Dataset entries
//! INI parsing: `Ini` → `ConfigFile`.
//!
//! This is the single place where INI key names are mapped to struct fields.

use std::path::PathBuf;
use std::str::FromStr;

use ini::{Ini, Properties};

use super::file::{ConfigFile, ConfigFileError};
use super::settings::TerrainKind;
use crate::tile::ChannelSet;

/// Parse an `Ini` object into a `ConfigFile`.
///
/// Starts from `ConfigFile::default()` and overlays any values found in the
/// INI, then validates the result.
pub(super) fn parse_ini(ini: &Ini) -> Result<ConfigFile, ConfigFileError> {
    let mut config = ConfigFile::default();

    // [elevation] section
    if let Some(section) = ini.section(Some("elevation")) {
        let elevation = &mut config.terrain.elevation;
        if let Some(v) = section.get("terrain") {
            elevation.terrain = v.parse::<TerrainKind>().map_err(|_| {
                invalid("elevation", "terrain", v, "must be 'flat' or 'lowpoly'")
            })?;
        }
        parse_into(
            section,
            "elevation",
            "sample_count",
            &mut elevation.sample_count,
            "must be a positive integer",
        )?;
        parse_into(
            section,
            "elevation",
            "exaggeration_factor",
            &mut elevation.exaggeration_factor,
            "must be a number",
        )?;
        parse_bool(
            section,
            "elevation",
            "use_relative_height",
            &mut elevation.use_relative_height,
        )?;
        parse_bool(section, "elevation", "add_collider", &mut elevation.add_collider)?;
    }

    // [raster] section
    if let Some(section) = ini.section(Some("raster")) {
        let raster = &mut config.terrain.raster;
        parse_bool(section, "raster", "use_mipmap", &mut raster.use_mipmap)?;
        parse_bool(section, "raster", "use_compression", &mut raster.use_compression)?;
        parse_bool(section, "raster", "use_retina", &mut raster.use_retina)?;
    }

    // [source] section
    if let Some(section) = ini.section(Some("source")) {
        let source = &mut config.terrain.source;
        for (key, field) in [
            ("raster_map_id", &mut source.raster_map_id),
            ("height_map_id", &mut source.height_map_id),
            ("vector_map_id", &mut source.vector_map_id),
        ] {
            if let Some(v) = section.get(key) {
                *field = v.trim().to_string();
            }
        }
        if let Some(v) = section.get("channels") {
            source.channels = parse_channels(v)?;
        }
    }

    // [map] section
    if let Some(section) = ini.section(Some("map")) {
        let map = &mut config.terrain.map;
        parse_into(
            section,
            "map",
            "center_latitude",
            &mut map.center_latitude,
            "must be a number in degrees",
        )?;
        parse_into(
            section,
            "map",
            "initial_zoom",
            &mut map.initial_zoom,
            "must be an integer zoom level",
        )?;
    }

    // [logging] section
    if let Some(section) = ini.section(Some("logging")) {
        if let Some(v) = section.get("directory") {
            let v = v.trim();
            if !v.is_empty() {
                config.logging.directory = expand_tilde(v);
            }
        }
        if let Some(v) = section.get("file") {
            let v = v.trim();
            if !v.is_empty() {
                config.logging.file = v.to_string();
            }
        }
    }

    config.terrain.validate()?;
    Ok(config)
}

fn parse_into<T: FromStr>(
    section: &Properties,
    section_name: &str,
    key: &str,
    target: &mut T,
    reason: &str,
) -> Result<(), ConfigFileError> {
    if let Some(v) = section.get(key) {
        *target = v
            .trim()
            .parse()
            .map_err(|_| invalid(section_name, key, v, reason))?;
    }
    Ok(())
}

fn parse_bool(
    section: &Properties,
    section_name: &str,
    key: &str,
    target: &mut bool,
) -> Result<(), ConfigFileError> {
    if let Some(v) = section.get(key) {
        *target = match v.trim().to_lowercase().as_str() {
            "true" | "yes" | "on" | "1" => true,
            "false" | "no" | "off" | "0" => false,
            _ => return Err(invalid(section_name, key, v, "must be true or false")),
        };
    }
    Ok(())
}

/// Comma separated list of channel names, e.g. `raster, height`.
fn parse_channels(value: &str) -> Result<ChannelSet, ConfigFileError> {
    let mut channels = ChannelSet {
        raster: false,
        height: false,
        vector: false,
    };
    for name in value.split(',').map(str::trim).filter(|s| !s.is_empty()) {
        match name.to_lowercase().as_str() {
            "raster" => channels.raster = true,
            "height" => channels.height = true,
            "vector" => channels.vector = true,
            _ => {
                return Err(invalid(
                    "source",
                    "channels",
                    value,
                    "must list raster, height and/or vector",
                ))
            }
        }
    }
    Ok(channels)
}

fn invalid(section: &str, key: &str, value: &str, reason: &str) -> ConfigFileError {
    ConfigFileError::InvalidValue {
        section: section.to_string(),
        key: key.to_string(),
        value: value.to_string(),
        reason: reason.to_string(),
    }
}

fn expand_tilde(path: &str) -> PathBuf {
    match path.strip_prefix("~/") {
        Some(rest) => dirs::home_dir()
            .unwrap_or_else(|| PathBuf::from("."))
            .join(rest),
        None => PathBuf::from(path),
    }
}

#[cfg(test)]
mod tests {
    use super::*;
    use crate::config::MapFrame;

    fn parse(content: &str) -> Result<ConfigFile, ConfigFileError> {
        let ini = Ini::load_from_str(content).unwrap();
        parse_ini(&ini)
    }

    #[test]
    fn test_empty_is_default() {
        let config = parse("").unwrap();
        assert_eq!(config, ConfigFile::default());
    }

    #[test]
    fn test_overlay_values() {
        let config = parse(
            "[elevation]\n\
             terrain = flat\n\
             sample_count = 16\n\
             exaggeration_factor = 2.5\n\
             use_relative_height = yes\n\
             [raster]\n\
             use_retina = false\n\
             [source]\n\
             height_map_id = local.dem\n\
             channels = height, raster\n\
             [map]\n\
             center_latitude = 47.5\n\
             initial_zoom = 12\n",
        )
        .unwrap();

        let terrain = &config.terrain;
        assert_eq!(terrain.elevation.terrain, TerrainKind::Flat);
        assert_eq!(terrain.elevation.sample_count, 16);
        assert_eq!(terrain.elevation.exaggeration_factor, 2.5);
        assert!(terrain.elevation.use_relative_height);
        assert!(!terrain.raster.use_retina);
        assert_eq!(terrain.source.height_map_id, "local.dem");
        assert!(!terrain.source.channels.vector);
        assert!(terrain.source.channels.height);
        assert_eq!(
            terrain.map,
            MapFrame {
                center_latitude: 47.5,
                initial_zoom: 12
            }
        );
    }

    #[test]
    fn test_bad_number_names_key() {
        match parse("[elevation]\nsample_count = lots\n") {
            Err(ConfigFileError::InvalidValue {
                section,
                key,
                value,
                ..
            }) => {
                assert_eq!(section, "elevation");
                assert_eq!(key, "sample_count");
                assert_eq!(value, "lots");
            }
            other => panic!("Expected InvalidValue, got {:?}", other),
        }
    }

    #[test]
    fn test_out_of_range_is_rejected() {
        assert!(parse("[elevation]\nsample_count = 1000\n").is_err());
    }

    #[test]
    fn test_bad_bool() {
        assert!(parse("[raster]\nuse_mipmap = maybe\n").is_err());
    }

    #[test]
    fn test_bad_channel() {
        assert!(parse("[source]\nchannels = raster, terrain\n").is_err());
    }

    #[test]
    fn test_logging_section() {
        let config = parse("[logging]\ndirectory = /var/log/terratile\nfile = run.log\n").unwrap();
        assert_eq!(config.logging.directory, PathBuf::from("/var/log/terratile"));
        assert_eq!(config.logging.file, "run.log");
    }
}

What the task asks ::
Write out every entry exactly as it appears.

Task result ::
//! INI parsing: `Ini` → `ConfigFile`.
//!
//! This is the single place where INI key names are mapped to struct fields.

use std::path::PathBuf;
use std::str::FromStr;

use ini::{Ini, Properties};

use super::file::{ConfigFile, ConfigFileError};
use super::settings::TerrainKind;
use crate::tile::ChannelSet;

/// Parse an `Ini` object into a `ConfigFile`.
///
/// Starts from `ConfigFile::default()` and overlays any values found in the
/// INI, then validates the result.
pub(super) fn parse_ini(ini: &Ini) -> Result<ConfigFile, ConfigFileError> {
    let mut config = ConfigFile::default();

    // [elevation] section
    if let Some(section) = ini.section(Some("elevation")) {
        let elevation = &mut config.terrain.elevation;
        if let Some(v) = section.get("terrain") {
            elevation.terrain = v.parse::<TerrainKind>().map_err(|_| {
                invalid("elevation", "terrain", v, "must be 'flat' or 'lowpoly'")
            })?;
        }
        parse_into(
            section,
            "elevation",
            "sample_count",
            &mut elevation.sample_count,
            "must be a positive integer",
        )?;
        parse_into(
            section,
            "elevation",
            "exaggeration_factor",
            &mut elevation.exaggeration_factor,
            "must be a number",
        )?;
        parse_bool(
            section,
            "elevation",
            "use_relative_height",
            &mut elevation.use_relative_height,
        )?;
        parse_bool(section, "elevation", "add_collider", &mut elevation.add_collider)?;
    }

    // [raster] section
    if let Some(section) = ini.section(Some("raster")) {
        let raster = &mut config.terrain.raster;
        parse_bool(section, "raster", "use_mipmap", &mut raster.use_mipmap)?;
        parse_bool(section, "raster", "use_compression", &mut raster.use_compression)?;
        parse_bool(section, "raster", "use_retina", &mut raster.use_retina)?;
    }

    // [source] section
    if let Some(section) = ini.section(Some("source")) {
        let source = &mut config.terrain.source;
        for (key, field) in [
            ("raster_map_id", &mut source.raster_map_id),
            ("height_map_id", &mut source.height_map_id),
            ("vector_map_id", &mut source.vector_map_id),
        ] {
            if let Some(v) = section.get(key) {
                *field = v.trim().to_string();
            }
        }
        if let Some(v) = section.get("channels") {
            source.channels = parse_channels(v)?;
        }
    }

    // [map] section
    if let Some(section) = ini.section(Some("map")) {
        let map = &mut config.terrain.map;
        parse_into(
            section,
            "map",
            "center_latitude",
            &mut map.center_latitude,
            "must be a number in degrees",
        )?;
        parse_into(
            section,
            "map",
            "initial_zoom",
            &mut map.initial_zoom,
            "must be an integer zoom level",
        )?;
    }

    // [logging] section
    if let Some(section) = ini.section(Some("logging")) {
        if let Some(v) = section.get("directory") {
            let v = v.trim();
            if !v.is_empty() {
                config.logging.directory = expand_tilde(v);
            }
        }
        if let Some(v) = section.get("file") {
            let v = v.trim();
            if !v.is_empty() {
                config.logging.file = v.to_string();
            }
        }
    }

    config.terrain.validate()?;
    Ok(config)
}

fn parse_into<T: FromStr>(
    section: &Properties,
    section_name: &str,
    key: &str,
    target: &mut T,
    reason: &str,
) -> Result<(), ConfigFileError> {
    if let Some(v) = section.get(key) {
        *target = v
            .trim()
            .parse()
            .map_err(|_| invalid(section_name, key, v, reason))?;
    }
    Ok(())
}

fn parse_bool(
    section: &Properties,
    section_name: &str,
    key: &str,
    target: &mut bool,
) -> Result<(), ConfigFileError> {
    if let Some(v) = section.get(key) {
        *target = match v.trim().to_lowercase().as_str() {
            "true" | "yes" | "on" | "1" => true,
            "false" | "no" | "off" | "0" => false,
            _ => return Err(invalid(section_name, key, v, "must be true or false")),
        };
    }
    Ok(())
}

/// Comma separated list of channel names, e.g. `raster, height`.
fn parse_channels(value: &str) -> Result<ChannelSet, ConfigFileError> {
    let mut channels = ChannelSet {
        raster: false,
        height: false,
        vector: false,
    };
    for name in value.split(',').map(str::trim).filter(|s| !s.is_empty()) {
        match name.to_lowercase().as_str() {
            "raster" => channels.raster = true,
            "height" => channels.height = true,
            "vector" => channels.vector = true,
            _ => {
                return Err(invalid(
                    "source",
                    "channels",
                    value,
                    "must list raster, height and/or vector",
                ))
            }
        }
    }
    Ok(channels)
}

fn invalid(section: &str, key: &str, value: &str, reason: &str) -> ConfigFileError {
    ConfigFileError::InvalidValue {
        section: section.to_string(),
        key: key.to_string(),
        value: value.to_string(),
        reason: reason.to_string(),
    }
}

fn expand_tilde(path: &str) -> PathBuf {
    match path.strip_prefix("~/") {
        Some(rest) => dirs::home_dir()
            .unwrap_or_else(|| PathBuf::from("."))
            .join(rest),
        None => PathBuf::from(path),
    }
}

#[cfg(test)]
mod tests {
    use super::*;
    use crate::config::MapFrame;

    fn parse(content: &str) -> Result<ConfigFile, ConfigFileError> {
        let ini = Ini::load_from_str(content).unwrap();
        parse_ini(&ini)
    }

    #[test]
    fn test_empty_is_default() {
        let config = parse("").unwrap();
        assert_eq!(config, ConfigFile::default());
    }

    #[test]
    fn test_overlay_values() {
        let config = parse(
            "[elevation]\n\
             terrain = flat\n\
             sample_count = 16\n\
             exaggeration_factor = 2.5\n\
             use_relative_height = yes\n\
             [raster]\n\
             use_retina = false\n\
             [source]\n\
             height_map_id = local.dem\n\
             channels = height, raster\n\
             [map]\n\
             center_latitude = 47.5\n\
             initial_zoom = 12\n",
        )
        .unwrap();

        let terrain = &config.terrain;
        assert_eq!(terrain.elevation.terrain, TerrainKind::Flat);
        assert_eq!(terrain.elevation.sample_count, 16);
        assert_eq!(terrain.elevation.exaggeration_factor, 2.5);
        assert!(terrain.elevation.use_relative_height);
        assert!(!terrain.raster.use_retina);
        assert_eq!(terrain.source.height_map_id, "local.dem");
        assert!(!terrain.source.channels.vector);
        assert!(terrain.source.channels.height);
        assert_eq!(
            terrain.map,
            MapFrame {
                center_latitude: 47.5,
                initial_zoom: 12
            }
        );
    }

    #[test]
    fn test_bad_number_names_key() {
        match parse("[elevation]\nsample_count = lots\n") {
            Err(ConfigFileError::InvalidValue {
                section,
                key,
                value,
                ..
            }) => {
                assert_eq!(section, "elevation");
                assert_eq!(key, "sample_count");
                assert_eq!(value, "lots");
            }
            other => panic!("Expected InvalidValue, got {:?}", other),
        }
    }

    #[test]
    fn test_out_of_range_is_rejected() {
        assert!(parse("[elevation]\nsample_count = 1000\n").is_err());
    }

    #[test]
    fn test_bad_bool() {
        assert!(parse("[raster]\nuse_mipmap = maybe\n").is_err());
    }

    #[test]
    fn test_bad_channel() {
        assert!(parse("[source]\nchannels = raster, terrain\n").is_err());
    }

    #[test]
    fn test_logging_section() {
        let config = parse("[logging]\ndirectory = /var/log/terratile\nfile = run.log\n").unwrap();
        assert_eq!(config.logging.directory, PathBuf::from("/var/log/terratile"));
        assert_eq!(config.logging.file, "run.log");
    }
}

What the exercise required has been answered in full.